On January 10, 1873, the Krupps moved in. The Villa Hügel was a utilitarian representative building, family seat and corporate headquarters at the same time. Here Alfred Krupp received royalty and customers from all over the world with whom he did business. A good six decades later, Adolf Hitler would also be in Eat who, as is well known, wanted the German youth to be as hard as Krupp steel. Everything about this house is gigantic, from the 16 meter high entrance hall with family portraits, down to the kitchen with industrial dimensions, rows of ovens, huge ladles and pans, all the way up to the cast-iron, all-glass roof gallery that lets in natural light through a glass, arched Coffered ceiling sends to the upper hall.
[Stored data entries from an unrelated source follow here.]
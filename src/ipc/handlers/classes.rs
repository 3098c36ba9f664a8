use crate::access;
use crate::ipc::helpers::{
    db_err, get_opt_i64, get_opt_str, get_required_str, list_response, page_window, patch_opt_str,
    patch_str, require_admin, run_list, scope_of, with_conn, HandlerErr,
};
use crate::ipc::types::{AppState, Request};
use rusqlite::{Connection, OptionalExtension};
use serde_json::json;
use uuid::Uuid;

fn grade_levels_list(
    conn: &Connection,
    params: &serde_json::Value,
) -> Result<serde_json::Value, HandlerErr> {
    let scope = scope_of(params);
    let filter = access::grade_level_conditions(&scope, params);
    let (page, per_page) = page_window(params);
    let (rows, total) = run_list(
        conn,
        "SELECT id, level FROM grade_levels",
        "SELECT COUNT(*) FROM grade_levels",
        "ORDER BY level",
        &filter,
        page,
        per_page,
        |r| {
            Ok(json!({
                "id": r.get::<_, String>(0)?,
                "level": r.get::<_, i64>(1)?,
            }))
        },
    )?;
    Ok(list_response("gradeLevels", rows, total, page, per_page))
}

fn grade_levels_create(
    conn: &Connection,
    params: &serde_json::Value,
) -> Result<serde_json::Value, HandlerErr> {
    require_admin(&scope_of(params))?;
    let Some(level) = get_opt_i64(params, "level")? else {
        return Err(HandlerErr::new("bad_params", "missing level"));
    };
    if level < 1 {
        return Err(HandlerErr::new("bad_params", "level must be positive"));
    }
    let id = Uuid::new_v4().to_string();
    conn.execute(
        "INSERT INTO grade_levels(id, level) VALUES(?, ?)",
        (&id, level),
    )
    .map_err(|e| HandlerErr {
        code: "db_insert_failed",
        message: e.to_string(),
        details: Some(json!({ "table": "grade_levels" })),
    })?;
    Ok(json!({ "gradeLevelId": id, "level": level }))
}

fn grade_levels_delete(
    conn: &Connection,
    params: &serde_json::Value,
) -> Result<serde_json::Value, HandlerErr> {
    require_admin(&scope_of(params))?;
    let id = get_required_str(params, "gradeLevelId")?;
    let n = conn
        .execute("DELETE FROM grade_levels WHERE id = ?", [&id])
        .map_err(|e| HandlerErr {
            code: "db_delete_failed",
            message: e.to_string(),
            details: Some(json!({ "table": "grade_levels" })),
        })?;
    if n == 0 {
        return Err(HandlerErr::new("not_found", "grade level not found"));
    }
    Ok(json!({ "ok": true }))
}

fn classes_list(
    conn: &Connection,
    params: &serde_json::Value,
) -> Result<serde_json::Value, HandlerErr> {
    let scope = scope_of(params);
    let filter = access::class_conditions(&scope, params);
    let (page, per_page) = page_window(params);
    // Correlated subqueries keep the counts honest under the row filter.
    let (rows, total) = run_list(
        conn,
        "SELECT
           classes.id,
           classes.name,
           classes.capacity,
           classes.grade_level_id,
           (SELECT level FROM grade_levels g WHERE g.id = classes.grade_level_id),
           classes.supervisor_id,
           (SELECT t.last_name || ', ' || t.first_name FROM teachers t WHERE t.id = classes.supervisor_id),
           (SELECT COUNT(*) FROM students s WHERE s.class_id = classes.id)
         FROM classes",
        "SELECT COUNT(*) FROM classes",
        "ORDER BY classes.name",
        &filter,
        page,
        per_page,
        |r| {
            Ok(json!({
                "id": r.get::<_, String>(0)?,
                "name": r.get::<_, String>(1)?,
                "capacity": r.get::<_, Option<i64>>(2)?,
                "gradeLevelId": r.get::<_, String>(3)?,
                "gradeLevel": r.get::<_, Option<i64>>(4)?,
                "supervisorId": r.get::<_, Option<String>>(5)?,
                "supervisorName": r.get::<_, Option<String>>(6)?,
                "studentCount": r.get::<_, i64>(7)?,
            }))
        },
    )?;
    Ok(list_response("classes", rows, total, page, per_page))
}

fn classes_create(
    conn: &Connection,
    params: &serde_json::Value,
) -> Result<serde_json::Value, HandlerErr> {
    require_admin(&scope_of(params))?;
    let name = get_required_str(params, "name")?;
    let grade_level_id = get_required_str(params, "gradeLevelId")?;
    let capacity = get_opt_i64(params, "capacity")?;
    let supervisor_id = get_opt_str(params, "supervisorId");

    let grade_exists: Option<i64> = conn
        .query_row(
            "SELECT 1 FROM grade_levels WHERE id = ?",
            [&grade_level_id],
            |r| r.get(0),
        )
        .optional()
        .map_err(db_err)?;
    if grade_exists.is_none() {
        return Err(HandlerErr::new("not_found", "grade level not found"));
    }
    if let Some(sup) = &supervisor_id {
        let sup_exists: Option<i64> = conn
            .query_row("SELECT 1 FROM teachers WHERE id = ?", [sup], |r| r.get(0))
            .optional()
            .map_err(db_err)?;
        if sup_exists.is_none() {
            return Err(HandlerErr::new("not_found", "supervisor not found"));
        }
    }

    let id = Uuid::new_v4().to_string();
    conn.execute(
        "INSERT INTO classes(id, name, capacity, grade_level_id, supervisor_id)
         VALUES(?, ?, ?, ?, ?)",
        (&id, &name, capacity, &grade_level_id, &supervisor_id),
    )
    .map_err(|e| HandlerErr {
        code: "db_insert_failed",
        message: e.to_string(),
        details: Some(json!({ "table": "classes" })),
    })?;
    Ok(json!({ "classId": id, "name": name }))
}

fn classes_update(
    conn: &Connection,
    params: &serde_json::Value,
) -> Result<serde_json::Value, HandlerErr> {
    require_admin(&scope_of(params))?;
    let class_id = get_required_str(params, "classId")?;

    let existing: Option<(String, Option<i64>, String, Option<String>)> = conn
        .query_row(
            "SELECT name, capacity, grade_level_id, supervisor_id FROM classes WHERE id = ?",
            [&class_id],
            |r| Ok((r.get(0)?, r.get(1)?, r.get(2)?, r.get(3)?)),
        )
        .optional()
        .map_err(db_err)?;
    let Some((cur_name, cur_capacity, cur_grade, cur_supervisor)) = existing else {
        return Err(HandlerErr::new("not_found", "class not found"));
    };

    let name = patch_str(params, "name", cur_name)?;
    let capacity = match params.get("capacity") {
        None => cur_capacity,
        Some(v) if v.is_null() => None,
        Some(v) => Some(v.as_i64().ok_or_else(|| {
            HandlerErr::new("bad_params", "capacity must be an integer or null")
        })?),
    };
    let grade_level_id = patch_str(params, "gradeLevelId", cur_grade)?;
    let supervisor_id = patch_opt_str(params, "supervisorId", cur_supervisor)?;

    conn.execute(
        "UPDATE classes SET name = ?, capacity = ?, grade_level_id = ?, supervisor_id = ?
         WHERE id = ?",
        (&name, capacity, &grade_level_id, &supervisor_id, &class_id),
    )
    .map_err(|e| HandlerErr {
        code: "db_update_failed",
        message: e.to_string(),
        details: Some(json!({ "table": "classes" })),
    })?;
    Ok(json!({ "ok": true }))
}

fn classes_delete(
    conn: &Connection,
    params: &serde_json::Value,
) -> Result<serde_json::Value, HandlerErr> {
    require_admin(&scope_of(params))?;
    let class_id = get_required_str(params, "classId")?;

    let exists: Option<i64> = conn
        .query_row("SELECT 1 FROM classes WHERE id = ?", [&class_id], |r| {
            r.get(0)
        })
        .optional()
        .map_err(db_err)?;
    if exists.is_none() {
        return Err(HandlerErr::new("not_found", "class not found"));
    }

    // Delete in dependency order; there is no ON DELETE CASCADE.
    let steps: [(&str, &str); 13] = [
        (
            "DELETE FROM results WHERE exam_id IN (
               SELECT e.id FROM exams e JOIN lessons l ON l.id = e.lesson_id WHERE l.class_id = ?)",
            "results",
        ),
        (
            "DELETE FROM results WHERE assignment_id IN (
               SELECT a.id FROM assignments a JOIN lessons l ON l.id = a.lesson_id WHERE l.class_id = ?)",
            "results",
        ),
        (
            "DELETE FROM results WHERE student_id IN (SELECT id FROM students WHERE class_id = ?)",
            "results",
        ),
        (
            "DELETE FROM attendance WHERE lesson_id IN (SELECT id FROM lessons WHERE class_id = ?)",
            "attendance",
        ),
        (
            "DELETE FROM attendance WHERE student_id IN (SELECT id FROM students WHERE class_id = ?)",
            "attendance",
        ),
        (
            "DELETE FROM exams WHERE lesson_id IN (SELECT id FROM lessons WHERE class_id = ?)",
            "exams",
        ),
        (
            "DELETE FROM assignments WHERE lesson_id IN (SELECT id FROM lessons WHERE class_id = ?)",
            "assignments",
        ),
        ("DELETE FROM lessons WHERE class_id = ?", "lessons"),
        ("DELETE FROM fees WHERE class_id = ?", "fees"),
        (
            "DELETE FROM announcements WHERE class_id = ?",
            "announcements",
        ),
        ("DELETE FROM events WHERE class_id = ?", "events"),
        ("DELETE FROM students WHERE class_id = ?", "students"),
        ("DELETE FROM classes WHERE id = ?", "classes"),
    ];

    let tx = conn
        .unchecked_transaction()
        .map_err(|e| HandlerErr::new("db_tx_failed", e.to_string()))?;
    for (sql, table) in steps {
        tx.execute(sql, [&class_id]).map_err(|e| HandlerErr {
            code: "db_delete_failed",
            message: e.to_string(),
            details: Some(json!({ "table": table })),
        })?;
    }
    tx.commit()
        .map_err(|e| HandlerErr::new("db_commit_failed", e.to_string()))?;

    Ok(json!({ "ok": true }))
}

pub fn try_handle(state: &mut AppState, req: &Request) -> Option<serde_json::Value> {
    match req.method.as_str() {
        "gradeLevels.list" => Some(with_conn(state, req, grade_levels_list)),
        "gradeLevels.create" => Some(with_conn(state, req, grade_levels_create)),
        "gradeLevels.delete" => Some(with_conn(state, req, grade_levels_delete)),
        "classes.list" => Some(with_conn(state, req, classes_list)),
        "classes.create" => Some(with_conn(state, req, classes_create)),
        "classes.update" => Some(with_conn(state, req, classes_update)),
        "classes.delete" => Some(with_conn(state, req, classes_delete)),
        _ => None,
    }
}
Martin Kippenberger published the book “Forgotten Furnishing Problems in Villa Hügel”.
There, in the Krupps’ former “living room” with its tapestries and wall paneling, the 150th anniversary of the Villa Hügel will be celebrated this Friday in the presence of Federal President Frank-Walter Steinmeier. It is the prelude to an anniversary year that will be celebrated with installations, concerts and film screenings. The last Krupp to live here was Alfried Krupp von Bohlen und Halbach. After American troops arrested him in April 1945, they confiscated the then 150 hectare property. It was the seat of the Allied Coal Control Commission for seven years.
When the Krupp family got it back in 1952, Alfried no longer wanted to live here. He made Villa Hügel available to the general public. In his will, he decreed “to convert the company into a corporation via a foundation, which is intended to be an expression of the tradition of the House of Krupp committed to the common good”. With his death in 1967, his entire fortune was transferred to the non-profit Alfried Krupp von Bohlen und Halbach Foundation he founded.
Despite its eventful history, which was also burdened by the Nazi involvement of the Krupps, the Villa Hügel is an important identification point for Essen. Since the Second World War, it has developed into one of the most important and characterful exhibition and event locations in the Ruhr area. In 1984, the manager and Krupp chief representative Berthold Beitz founded the “Culture Foundation Ruhr” with headquarters in the villa. It was intended to “give new impetus to cultural life in the Ruhr area”.
Since the facility had been scattered in all directions during Allied use, there was a lot of empty space to use after it was removed. There was already a Dior fashion show here in 1953. The Folkwang Museum, which is closely linked to the foundation, has repeatedly shown parts of its collection here. In particular, the exhibitions of modern works in the context of the aesthetics of the imperial era became a source of inspiration and a source of friction for artists such as Martin Kippenberger, who often visited the villa as a child and published a book in 1996 entitled “Forgotten Furnishing Problems in Villa Hügel”. The anniversary year 2023 now offers the opportunity to face the challenges of this unique building in a new way.